Asimismo, con relación al agravio formulado sobre la declaración falsa en cámara gessell efectuada el 10 de mayo de 2018, luego de la suspensión de la declaración de 2 de igual mes y año, es un elemento de prueba que como mencionamos corresponde a la Jueza codemandada apreciar conforme al criterio de valoración instituido por el legislador -art. 219 del CNNA-; es decir, en conjunto tomando en cuenta la individualidad de cada una de las producidas de acuerdo con las reglas de la sana crítica o prudente criterio, pero sobre todo con base a la presunción de veracidad del testimonio de la menor, por lo que analizada individualmente carece de relevancia, más cuando la accionante no especifica qué tipo de afirmación de la menor sería falsa.

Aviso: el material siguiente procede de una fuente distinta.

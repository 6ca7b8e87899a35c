//! The multi-track merge.
//!
//! Input files are merged in order. Track `i` of every input lands on output
//! track `i`; the primary track (index 0) accumulates the total running time,
//! which is written into its terminator at the very end. Other tracks are kept
//! in step with markers:
//!
//! - after each file, every touched track gets a gap marker (a tail marker for
//!   the last file);
//! - every output track a file does not supply is padded by that file's
//!   primary-track length;
//! - a track that first shows up in a later file gets a marker spanning all
//!   earlier files right before its first note.

mod finalize;
mod gap;
mod state;


use serde::{Deserialize, Serialize};
use tracing::debug;

use crate::config::MergeConfig;
use crate::error::{MergeError, MergeResult};
use crate::event::EventKind;
use crate::sequence::Sequence;
use crate::ticks::OUTPUT_RESOLUTION;
use state::MergeState;

/// Summary of one merged input file.
#[derive(Debug, Clone, PartialEq, Eq, Serialize, Deserialize)]
pub struct FileSummary {
    /// Position of the file in the input list.
    pub index: usize,
    /// Number of tracks the file supplied.
    pub track_count: usize,
    /// Primary-track ticks this file added, gap or tail included.
    pub length_ticks: u64,
    /// Gap (or tail) ticks appended after the file.
    pub gap_ticks: u64,
    /// Tempo in effect when the file's gap was computed.
    pub tempo: u32,
    /// Time base of the file as merged; `None` for SMPTE timing.
    #[serde(skip_serializing_if = "Option::is_none")]
    pub ticks_per_beat: Option<u16>,
}

/// Summary of a whole merge.
#[derive(Debug, Clone, PartialEq, Eq, Serialize, Deserialize)]
pub struct MergeReport {
    /// Number of output tracks.
    pub track_count: usize,
    /// Final primary-track duration in ticks.
    pub total_ticks: u64,
    /// Output resolution in ticks per beat.
    pub resolution: u16,
    /// Per-input summaries, in input order.
    pub files: Vec<FileSummary>,
}

/// A merged sequence and its report.
#[derive(Debug, Clone)]
pub struct Merged<'a> {
    pub sequence: Sequence<'a>,
    pub report: MergeReport,
}

/// Merges `inputs`, in order, into one sequence at the output resolution.
///
/// Input ticks are taken as they are; apply a resolution policy beforehand
/// (see [`crate::prepare_inputs`]) to rescale or reject other time bases.
///
/// # Errors
///
/// Fails fast, without partial output, when an input has no tracks, a tempo
/// change is zero, the configured durations are invalid, or an accumulated
/// time no longer fits an event delta.
pub fn merge_sequences<'a>(
    inputs: &[Sequence<'a>],
    config: &MergeConfig,
) -> MergeResult<Merged<'a>> {
    config.validate()?;

    let mut state = MergeState::new();
    let mut files = Vec::with_capacity(inputs.len());

    for (index, input) in inputs.iter().enumerate() {
        let is_last = index + 1 == inputs.len();
        let seconds = if is_last {
            config.tail_secs
        } else {
            config.gap_secs
        };
        files.push(merge_file(&mut state, index, input, seconds)?);
    }

    let (tracks, total_ticks) = finalize::finalize(state)?;
    debug!(
        tracks = tracks.len(),
        total_ticks,
        files = files.len(),
        "merge finished"
    );

    let report = MergeReport {
        track_count: tracks.len(),
        total_ticks,
        resolution: OUTPUT_RESOLUTION,
        files,
    };
    Ok(Merged {
        sequence: Sequence::new(OUTPUT_RESOLUTION, tracks),
        report,
    })
}

/// Merges a single input file into the running state.
fn merge_file<'a>(
    state: &mut MergeState<'a>,
    file: usize,
    input: &Sequence<'a>,
    gap_seconds: f64,
) -> MergeResult<FileSummary> {
    if input.tracks.is_empty() {
        return Err(MergeError::EmptyInputTrackSet { index: file });
    }

    state.tempo.reset();
    let end_of_last = state.cumulative_duration;
    let mut this_file_length = 0u64;
    let mut gap_ticks = 0u64;

    debug!(
        file,
        tracks = input.tracks.len(),
        end_of_last,
        "merging input file"
    );

    for (index, track) in input.tracks.iter().enumerate() {
        let created = state.tracks.ensure(index);
        let mut needs_padding = created && file > 0 && index > 0;
        let mut is_lyric = false;

        for event in track.iter() {
            match event.kind {
                EventKind::Lyric(_) => is_lyric = true,
                EventKind::Terminator => {
                    let ticks = u64::from(event.delta);
                    if is_lyric {
                        state.lyric_duration = ticks;
                    } else if index == 0 {
                        this_file_length = ticks;
                        state.cumulative_duration += ticks;
                    }
                }
                EventKind::TempoChange(_) => {
                    state.tempo.observe(event)?;
                    state.tracks.push(index, *event);
                }
                EventKind::NoteOn { .. } if needs_padding => {
                    needs_padding = false;
                    state.tracks.push_marker(index, end_of_last)?;
                    state.tracks.push(index, *event);
                }
                EventKind::NoteOn { .. } | EventKind::Other(_) | EventKind::Marker => {
                    state.tracks.push(index, *event);
                }
            }
        }

        let delta = gap::insert_gap(state, index, is_lyric, gap_seconds, &mut this_file_length)?;
        if index == 0 {
            gap_ticks = delta;
        }
    }

    gap::pad_untouched(state, input.tracks.len(), this_file_length)?;

    Ok(FileSummary {
        index: file,
        track_count: input.tracks.len(),
        length_ticks: this_file_length,
        gap_ticks,
        tempo: state.tempo.current(),
        ticks_per_beat: input.ticks_per_beat(),
    })
}
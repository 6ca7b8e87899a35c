//! miditape CLI library.
//!
//! Command implementations and the input checks shared by them.

pub mod checks;
pub mod commands;
pub mod logging;
//! Convert command implementation
//!
//! Joins MIDI files and renders the result to a single MP3.

use anyhow::{Context, Result};
use colored::Colorize;
use miditape_merge::merge_files;
use miditape_render::{ConversionMode, Pipeline, PipelineConfig};
use std::path::{Path, PathBuf};
use std::process::ExitCode;
use tracing::debug;

use super::json_output::{error_codes, JsonError, RunOutput};
use super::reporting::{
    ask_overwrite, coded_error_to_json, missing_to_json, print_json, print_missing, print_report,
};
use super::MergeOptions;
use crate::checks::{default_output_path, missing_files};

/// Settings for one `convert` run.
#[derive(Debug, Clone)]
pub struct ConvertOptions {
    /// MIDI files, in play order
    pub inputs: Vec<String>,
    /// Output MP3 path; derived from the first input when `None`
    pub output: Option<String>,
    /// SF2 sound bank
    pub soundfont: String,
    /// MP3 bitrate in kbit/s
    pub bitrate: u32,
    /// Render and encode in parallel
    pub parallel: bool,
    /// Overwrite an existing output without asking
    pub yes: bool,
    pub merge: MergeOptions,
}

impl ConvertOptions {
    /// Output path, falling back to the first input's name with `.mp3`.
    pub fn output_path(&self) -> PathBuf {
        match (&self.output, self.inputs.first()) {
            (Some(output), _) => PathBuf::from(output),
            (None, Some(first)) => default_output_path(Path::new(first)),
            (None, None) => PathBuf::from("out.mp3"),
        }
    }

    fn mode(&self) -> ConversionMode {
        if self.parallel {
            ConversionMode::Streamed
        } else {
            ConversionMode::Sequential
        }
    }

    fn pipeline(&self) -> Pipeline {
        Pipeline::with_config(
            PipelineConfig::with_soundfont(&self.soundfont)
                .bitrate_kbps(self.bitrate)
                .mode(self.mode()),
        )
    }
}

/// Run the convert command
///
/// # Returns
/// Exit code: 0 success or declined overwrite, 1 on error
pub fn run(options: &ConvertOptions, json_output: bool) -> Result<ExitCode> {
    debug!(?options, "convert");
    if json_output {
        run_json(options)
    } else {
        run_human(options)
    }
}

fn run_human(options: &ConvertOptions) -> Result<ExitCode> {
    let config = options.merge.config()?;

    let missing = missing_files(&options.inputs, Some(Path::new(&options.soundfont)));
    if !missing.is_empty() {
        print_missing(&missing);
        return Ok(ExitCode::from(1));
    }

    let out_path = options.output_path();
    if out_path.is_file() && !options.yes && !ask_overwrite(&out_path)? {
        return Ok(ExitCode::SUCCESS);
    }

    println!("{}", "Preparing MIDI for conversion...".cyan().bold());
    let merged = merge_files(&options.inputs, &config)
        .context("Failed to generate intermediate MIDI file")?;
    print_report(&merged.report);

    match options.mode() {
        ConversionMode::Sequential => {
            println!("{}", "Converting MIDI to raw audio, then encoding as MP3...".cyan().bold())
        }
        ConversionMode::Streamed => println!("{}", "Converting MIDI to MP3...".cyan().bold()),
    }
    options.pipeline().convert(&merged.bytes, &out_path)?;

    println!(
        "{} MP3 file {} created successfully.",
        "SUCCESS".green().bold(),
        out_path.display()
    );
    Ok(ExitCode::SUCCESS)
}

fn run_json(options: &ConvertOptions) -> Result<ExitCode> {
    let out_path = options.output_path();
    let output = out_path.display().to_string();

    let config = match options.merge.config() {
        Ok(config) => config,
        Err(e) => {
            let error = JsonError::new(error_codes::INVALID_ARGUMENT, e.to_string());
            print_json(&RunOutput::failure("convert", output, vec![error]))?;
            return Ok(ExitCode::from(1));
        }
    };

    let missing = missing_files(&options.inputs, Some(Path::new(&options.soundfont)));
    if !missing.is_empty() {
        print_json(&RunOutput::failure("convert", output, missing_to_json(&missing)))?;
        return Ok(ExitCode::from(1));
    }

    if out_path.is_file() && !options.yes {
        let error = JsonError::new(
            error_codes::OUTPUT_EXISTS,
            format!("Output file {} exists; pass --yes to overwrite", output),
        )
        .with_file(output.clone());
        print_json(&RunOutput::failure("convert", output, vec![error]))?;
        return Ok(ExitCode::from(1));
    }

    let merged = match merge_files(&options.inputs, &config) {
        Ok(merged) => merged,
        Err(e) => {
            print_json(&RunOutput::failure("convert", output, vec![coded_error_to_json(&e)]))?;
            return Ok(ExitCode::from(1));
        }
    };

    let mut result = RunOutput::success("convert", output);
    result.mode = Some(options.mode().to_string());
    result.midi_hash = Some(merged.hash);

    if let Err(e) = options.pipeline().convert(&merged.bytes, &out_path) {
        result.success = false;
        result.errors.push(coded_error_to_json(&e));
        print_json(&result)?;
        return Ok(ExitCode::from(1));
    }

    result.report = Some(merged.report);
    print_json(&result)?;
    Ok(ExitCode::SUCCESS)
}

#[cfg(test)]
mod tests {
    use super::*;
    use pretty_assertions::assert_eq;
    use miditape_merge::ResolutionPolicy;

    fn options(inputs: &[&str], output: Option<&str>) -> ConvertOptions {
        ConvertOptions {
            inputs: inputs.iter().map(|s| s.to_string()).collect(),
            output: output.map(str::to_string),
            soundfont: "bank.sf2".to_string(),
            bitrate: 256,
            parallel: false,
            yes: false,
            merge: MergeOptions {
                gap_secs: 2.0,
                tail_secs: 1.0,
                resolution: ResolutionPolicy::Passthrough,
            },
        }
    }

    #[test]
    fn test_output_path_defaults_to_first_input() {
        let opts = options(&["scores/part1.midi", "scores/part2.midi"], None);
        assert_eq!(opts.output_path(), PathBuf::from("part1.mp3"));

        let opts = options(&["part1.mid"], Some("album/side_a.mp3"));
        assert_eq!(opts.output_path(), PathBuf::from("album/side_a.mp3"));
    }

    #[test]
    fn test_parallel_selects_streamed_mode() {
        let mut opts = options(&["a.mid"], None);
        assert_eq!(opts.mode(), ConversionMode::Sequential);
        opts.parallel = true;
        assert_eq!(opts.mode(), ConversionMode::Streamed);
        assert_eq!(opts.pipeline().config().mode, ConversionMode::Streamed);
    }

    #[test]
    fn test_missing_soundfont_fails_before_work() {
        let dir = tempfile::tempdir().unwrap();
        let input = dir.path().join("a.mid");
        std::fs::write(&input, b"MThd").unwrap();
        let output = dir.path().join("a.mp3");

        let mut opts = options(&[input.to_str().unwrap()], output.to_str());
        opts.soundfont = dir.path().join("missing.sf2").to_string_lossy().into_owned();

        let code = run(&opts, true).unwrap();
        assert_eq!(code, ExitCode::from(1));
        assert!(!output.exists());
    }
}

Ahora bien, al tratarse de un proceso complejo, es decir, en el  que se estableció la veracidad de tres tipos de infracción; es menester aclarar la vinculación de los elementos probatorios con los hechos que dar por probados, lo que no denota la Resolución cuestionada; en tal marco haciendo referencia al Informe de la psicóloga de la Defensoría de la Niñez de Adolescencia, Mónica Núñez Condori, menciona: “…MARIANA BLUSKE DEL CARPIO De siete años de edad se puede inferir que la niña en el momento del entrevista refiere que no le gusta salir con su madre porque se aburre porque la madre la obliga a vivir con ella porque cuando la saca le hace llorar mucho, asimismo la niña refiere que su madre le quiere engañar quiere hacerle sentir culpable a la niña para que se vaya con la madre situación que genera inestabilidad emocional en la niña constituyéndose en violencia psicológica por parte de la madre…”(sic) podría inducirse que los mismos si acreditan la violencia psicológica sufrida por la menor; sin embargo, es menester que la Resolución impugnada sea explícita con referencia a qué tipo hechos dan apoyo empírico el Informe de la psicóloga, si únicamente a este tipo de infracción o los tres tipos de infracción que se sancionaron; lo mismo ocurre con el Informe elaborado por la Adriana Anachuri en su condición de psicóloga del Equipo Técnico del Juzgado de la Niñez y Adolescencia Segundo de la Capital del departamento de Tarija, en el que menciona una parte de las conclusiones del informe al que arriba esta profesional, sin una motivación suficiente de que hecho prueba, este elemento probatorio, o cuál la relación entre estos informes, ya que ello no puede quedar en el fuero interno de la Juzgadora, pues de no ser así se incurrirían en motivaciones arbitrarias por falta de motivación, inadecuada valoración de la prueba e incoherencia en el fallo, como se advierte en el presente caso, dado que existe incongruencia entre la parte decisoria con relación a las inferencias probatorias arribadas de la valoración de la prueba.